Pour limiter les inondations ou mieux stocker l'eau, le démontage de barrages ou digues construits sur les rivières, préconisé par l'Union européennee et bien accepté dans l'Aude, peine à s'imposer massivement en France.
Près de Villegly, à une quinzaine de kilomètres de Carcassonne, Mathieu Dupuis, expert en rivières, regarde satisfait les vestiges d'une digue détruite pour redonner à la Clamoux l'espace dont disposait ce cours d'eau avant le début de l'intervention humaine, il y a déjà des siècles. Cette destruction, accompagnée d'acquisitions de terres agricoles pour les rendre à la rivière, vise à limiter les risques d'inondation, favoriser la biodiversité ou mieux stocker l'eau, face à des sécheresses.
"Crue éclair"
Pendant longtemps, "on s'est dit qu'il fallait que l'eau arrive rapidement à la mer" pour limiter les risques d'inondation, rappelle Karine Bonacina, de l'Agence de l'eau Rhône-Méditerranée-Corse. Mais, ce faisant, "c'est comme si on avait mis l'eau dans un tuyau" qui a accéléré sa vitesse et "aggravé le risque", ajoute-t-elle, debout sur les galets du lit du torrent, encore à sec début décembre mais pouvant croître brutalement lors d'orages violents, comme les épisodes cévenols.

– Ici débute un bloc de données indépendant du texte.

//! HTTP middleware stack.
//!
//! # Middleware Order (outermost first)
//!
//! 1. Sentry layers (capture errors, transactions)
//! 2. `TraceLayer` (request span with method, uri, status, latency)
//! 3. Request ID
//! 4. CORS
//! 5. Security headers
//!
//! Authentication is not a layer: handlers declare it through the
//! extractors in [`auth`].

pub mod auth;
pub mod request_id;
pub mod security_headers;

pub use auth::{
    CurrentCustomer, CurrentUser, RequireAdmin, RequireCustomer, RequireManager, RequireStaff,
};
pub use request_id::request_id_middleware;
pub use security_headers::security_headers_middleware;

"On peut penser qu'en envoyant l'eau plus vite en bas, on va faire baisser le niveau. En fait, c'est le contraire : si vous entretenez trop les ruisseaux, vous les curez, comme on l'a fait pendant longtemps, vous accélérez l'eau qui va toute arriver en même temps", et pourra causer une "crue éclair", appuie Mathieu Dupuis, du syndicat mixte des rivières de l'Aude (Smmar).
En revanche, en redonnant à la rivière son espace d'origine, "vous retenez l'eau. Vous aurez une crue plus longue mais moins de hauteur d'eau, peut-être un mètre en moins dans les maisons" en cas d'inondation, ajoute-t-il. En outre, la végétation des bords, jadis cultivés, agit "comme un filtre, un peigne qui stocke les (objets) flottants pouvant faire des dégâts", précise le directeur du Smmar, Jean-Marie Aversenq.
Un barrage démonté
Une quinzaine de kilomètres plus loin, à Pennautier, toujours dans l'Aude, c'est notamment un barrage sur le Fresquel, proche de la zone urbaine, qui a été démonté en 2021, après dix ans de concertation, réunions avec habitants et experts ou négociations en vue du rachat de terres.

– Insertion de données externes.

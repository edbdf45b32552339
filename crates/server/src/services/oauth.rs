//! OAuth authorization-code flow for connecting ad accounts.
//!
//! The start endpoints send the browser to the platform's consent page. The
//! callbacks trade the returned code for tokens and store them as integration
//! settings, so the next campaign sync uses them.

use secrecy::ExposeSecret;
use serde::Deserialize;
use sqlx::SqlitePool;
use tracing::instrument;
use url::Url;

use webshop_crm_core::AdPlatform;

use crate::config::OAuthApp;
use crate::db::{ApiSettingsRepository, RepositoryError};
use crate::services::ads::AdsError;
use crate::services::integrations::{IntegrationSettings, Platform};

const GOOGLE_AUTHORIZE_URL: &str = "https://accounts.google.com/o/oauth2/v2/auth";
const GOOGLE_TOKEN_URL: &str = "https://oauth2.googleapis.com/token";
const GOOGLE_SCOPE: &str = "https://www.googleapis.com/auth/adwords";

const META_AUTHORIZE_URL: &str = "https://www.facebook.com/v18.0/dialog/oauth";
const META_TOKEN_URL: &str = "https://graph.facebook.com/v18.0/oauth/access_token";
const META_SCOPE: &str = "ads_management,ads_read";

/// Settings obtained from a completed authorization, as `(key, value)`.
pub type ObtainedSettings = Vec<(&'static str, String)>;

/// Ad platform that can be connected through OAuth.
#[derive(Debug, Clone, Copy, PartialEq, Eq)]
pub enum OAuthProvider {
    Google,
    Meta,
}

impl OAuthProvider {
    #[must_use]
    pub const fn as_str(self) -> &'static str {
        match self {
            Self::Google => "google",
            Self::Meta => "meta",
        }
    }

    /// Settings platform the obtained tokens are stored under.
    #[must_use]
    pub const fn platform(self) -> Platform {
        match self {
            Self::Google => Platform::GoogleAds,
            Self::Meta => Platform::MetaAds,
        }
    }

    const fn ad_platform(self) -> AdPlatform {
        match self {
            Self::Google => AdPlatform::Google,
            Self::Meta => AdPlatform::Meta,
        }
    }

    /// Environment variable holding the provider's client id.
    #[must_use]
    pub const fn client_id_var(self) -> &'static str {
        match self {
            Self::Google => "GOOGLE_OAUTH_CLIENT_ID",
            Self::Meta => "META_APP_ID",
        }
    }

    /// Callback URL registered with the provider.
    #[must_use]
    pub fn callback_url(self, base_url: &str) -> String {
        format!(
            "{}/api/oauth/{}/callback",
            base_url.trim_end_matches('/'),
            self.as_str()
        )
    }

    /// Consent page URL. Google additionally asks for offline access so the
    /// response carries a refresh token.
    ///
    /// # Errors
    ///
    /// Returns `url::ParseError` only if the built-in endpoint is malformed.
    pub fn authorize_url(
        self,
        client_id: &str,
        redirect_uri: &str,
        state: &str,
    ) -> Result<Url, url::ParseError> {
        let (endpoint, scope) = match self {
            Self::Google => (GOOGLE_AUTHORIZE_URL, GOOGLE_SCOPE),
            Self::Meta => (META_AUTHORIZE_URL, META_SCOPE),
        };

        let mut url = Url::parse(endpoint)?;
        {
            let mut query = url.query_pairs_mut();
            query
                .append_pair("client_id", client_id)
                .append_pair("redirect_uri", redirect_uri)
                .append_pair("response_type", "code")
                .append_pair("scope", scope)
                .append_pair("state", state);
            if self == Self::Google {
                query
                    .append_pair("access_type", "offline")
                    .append_pair("prompt", "consent");
            }
        }
        Ok(url)
    }
}

#[derive(Debug, Deserialize)]
struct TokenResponse {
    access_token: String,
    #[serde(default)]
    refresh_token: Option<String>,
}

/// Exchanges authorization codes for platform tokens.
#[derive(Debug, Clone, Default)]
pub struct OAuthClient {
    http: reqwest::Client,
}

impl OAuthClient {
    #[must_use]
    pub fn new() -> Self {
        Self::default()
    }

    /// Trade an authorization code for the settings the ad clients need.
    ///
    /// # Errors
    ///
    /// Returns `AdsError::MissingCredential` when the app secret or the
    /// expected token is missing, and `AdsError::Api`/`Http` when the
    /// platform rejects the exchange.
    #[instrument(skip(self, app, code), fields(provider = provider.as_str()))]
    pub async fn exchange(
        &self,
        provider: OAuthProvider,
        app: &OAuthApp,
        code: &str,
        redirect_uri: &str,
    ) -> Result<ObtainedSettings, AdsError> {
        let secret = app
            .client_secret
            .as_ref()
            .ok_or(AdsError::MissingCredential("client_secret"))?
            .expose_secret();

        match provider {
            OAuthProvider::Google => {
                let response = self
                    .http
                    .post(GOOGLE_TOKEN_URL)
                    .form(&[
                        ("code", code),
                        ("client_id", app.client_id.as_str()),
                        ("client_secret", secret),
                        ("redirect_uri", redirect_uri),
                        ("grant_type", "authorization_code"),
                    ])
                    .send()
                    .await?;
                let tokens = read_tokens(provider, response).await?;
                let refresh_token = tokens
                    .refresh_token
                    .ok_or(AdsError::MissingCredential("refresh_token"))?;

                Ok(vec![
                    ("client_id", app.client_id.clone()),
                    ("client_secret", secret.to_string()),
                    ("refresh_token", refresh_token),
                ])
            }
            OAuthProvider::Meta => {
                let response = self
                    .http
                    .get(META_TOKEN_URL)
                    .query(&[
                        ("client_id", app.client_id.as_str()),
                        ("client_secret", secret),
                        ("redirect_uri", redirect_uri),
                        ("code", code),
                    ])
                    .send()
                    .await?;
                let short_lived = read_tokens(provider, response).await?;

                let response = self
                    .http
                    .get(META_TOKEN_URL)
                    .query(&[
                        ("grant_type", "fb_exchange_token"),
                        ("client_id", app.client_id.as_str()),
                        ("client_secret", secret),
                        ("fb_exchange_token", short_lived.access_token.as_str()),
                    ])
                    .send()
                    .await?;
                let long_lived = read_tokens(provider, response).await?;

                Ok(vec![
                    ("access_token", long_lived.access_token),
                    ("app_id", app.client_id.clone()),
                    ("app_secret", secret.to_string()),
                ])
            }
        }
    }
}

async fn read_tokens(
    provider: OAuthProvider,
    response: reqwest::Response,
) -> Result<TokenResponse, AdsError> {
    let status = response.status();
    if !status.is_success() {
        return Err(AdsError::Api {
            platform: provider.ad_platform(),
            status: status.as_u16(),
            message: response.text().await.unwrap_or_default(),
        });
    }
    Ok(response.json().await?)
}

/// Store obtained settings under the provider's platform and drop its cached
/// credentials.
///
/// # Errors
///
/// Returns `RepositoryError::Database` if a write fails.
pub async fn store_settings(
    pool: &SqlitePool,
    integrations: &IntegrationSettings,
    provider: OAuthProvider,
    settings: &[(&'static str, String)],
) -> Result<(), RepositoryError> {
    let platform = provider.platform();
    let repo = ApiSettingsRepository::new(pool);
    for (key, value) in settings {
        repo.upsert(platform.as_str(), key, value).await?;
    }
    integrations.invalidate(platform).await;

    tracing::info!(platform = %platform, keys = settings.len(), "Stored OAuth credentials");
    Ok(())
}

#[cfg(test)]
#[allow(clippy::unwrap_used)]
mod tests {
    use super::*;
    use crate::db;

    fn query(url: &Url, key: &str) -> Option<String> {
        url.query_pairs()
            .find(|(k, _)| k == key)
            .map(|(_, v)| v.into_owned())
    }

    #[test]
    fn test_google_authorize_url() {
        let redirect = OAuthProvider::Google.callback_url("https://crm.example.nl/");
        assert_eq!(redirect, "https://crm.example.nl/api/oauth/google/callback");

        let url = OAuthProvider::Google
            .authorize_url("client-1", &redirect, "st4te")
            .unwrap();
        assert_eq!(url.host_str(), Some("accounts.google.com"));
        assert_eq!(query(&url, "client_id").as_deref(), Some("client-1"));
        assert_eq!(query(&url, "redirect_uri").as_deref(), Some(redirect.as_str()));
        assert_eq!(query(&url, "scope").as_deref(), Some(GOOGLE_SCOPE));
        assert_eq!(query(&url, "access_type").as_deref(), Some("offline"));
        assert_eq!(query(&url, "state").as_deref(), Some("st4te"));
    }

    #[test]
    fn test_meta_authorize_url() {
        let url = OAuthProvider::Meta
            .authorize_url("app-9", "http://localhost:5000/api/oauth/meta/callback", "s")
            .unwrap();
        assert_eq!(url.host_str(), Some("www.facebook.com"));
        assert_eq!(query(&url, "scope").as_deref(), Some(META_SCOPE));
        assert_eq!(query(&url, "access_type"), None);
    }

    #[tokio::test]
    async fn test_exchange_without_secret_fails_before_any_request() {
        let app = OAuthApp {
            client_id: "client-1".to_string(),
            client_secret: None,
        };
        let result = OAuthClient::new()
            .exchange(OAuthProvider::Google, &app, "code", "http://localhost")
            .await;
        assert!(matches!(result, Err(AdsError::MissingCredential("client_secret"))));
    }

    #[tokio::test]
    async fn test_store_settings_replaces_cached_credentials() {
        let pool = db::create_memory_pool().await.unwrap();
        db::run_migrations(&pool).await.unwrap();
        let integrations = IntegrationSettings::new();

        integrations.load(&pool, Platform::MetaAds).await.unwrap();

        store_settings(
            &pool,
            &integrations,
            OAuthProvider::Meta,
            &[
                ("access_token", "long-lived".to_string()),
                ("app_id", "app-9".to_string()),
            ],
        )
        .await
        .unwrap();

        let after = integrations.load(&pool, Platform::MetaAds).await.unwrap();
        assert_eq!(after.get("access_token").map(String::as_str), Some("long-lived"));
        assert_eq!(after.get("app_id").map(String::as_str), Some("app-9"));
    }
}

Face à la rivière, le maire Jacques Dimon rappelle que "déjà au 18e siècle il y avait des projets de suppression de méandres". En 1966 ont été décidés de nouveaux travaux, réalisés en 1973 : curage du Fresquel, avec suppression des méandres et construction de digues et barrages sur une vingtaine de kilomètres. "Le problème en 1966, ce n'était pas les inondations des lieux habités mais des terres agricoles", souligne Jacques Dimon.
"On pensait bien faire à cette époque-là. Et aujourd'hui on revient à des choses plus naturelles", explique le directeur du Smmar qui intervient sur quelque 420 communes, essentiellement dans l'Aude mais aussi dans quatre autres départements d'Occitanie : Pyrénées-Orientales, Hérault, Ariège et Tarn.
"Quand il y a un barrage, les poissons ne peuvent pas remonter", note Mme Bonacina, citant notamment l'anguille, une espèce menacée d'extinction. Désormais, "la biodiversité se réinstalle, la qualité de l'eau s'améliore", se félicite-t-elle. Or, pour y arriver, il a bien fallu "une mobilisation des élus et de l'ensemble des acteurs du territoire", comme les agriculteurs, souligne-t-elle.
Stocker l'eau "naturellement"
Pour Simon Popy de France Nature Environnement, "pendant longtemps, on a endigué, canalisé, accéléré les flux d'eau et on l'a stockée artificiellement dans des barrages". "Maintenant, il faut désartificialiser, libérer, restaurer, ralentir le flux de l'eau et la stocker naturellement", comme le préconise l'UE dans sa directive-cadre de 2000 qui "avait fixé comme objectif le 'bon état' des cours d'eau pour 2015".
Or, "on n'y est pas du tout. Ce n'est pas facile de mettre en oeuvre les solutions fondées sur la nature. Il faut une forte volonté des collectivités", ce qui "n'est pas gagné" partout. Face à l'"urgence", il faudrait aussi des "actions contraignantes" : "Ca fait vingt ans qu'on fait de l'incitatif et qu'on voit que ça ne donne pas trop de résultats, peut-être qu'on peut faire aussi un peu de prescriptif", estime encore Simon Popy.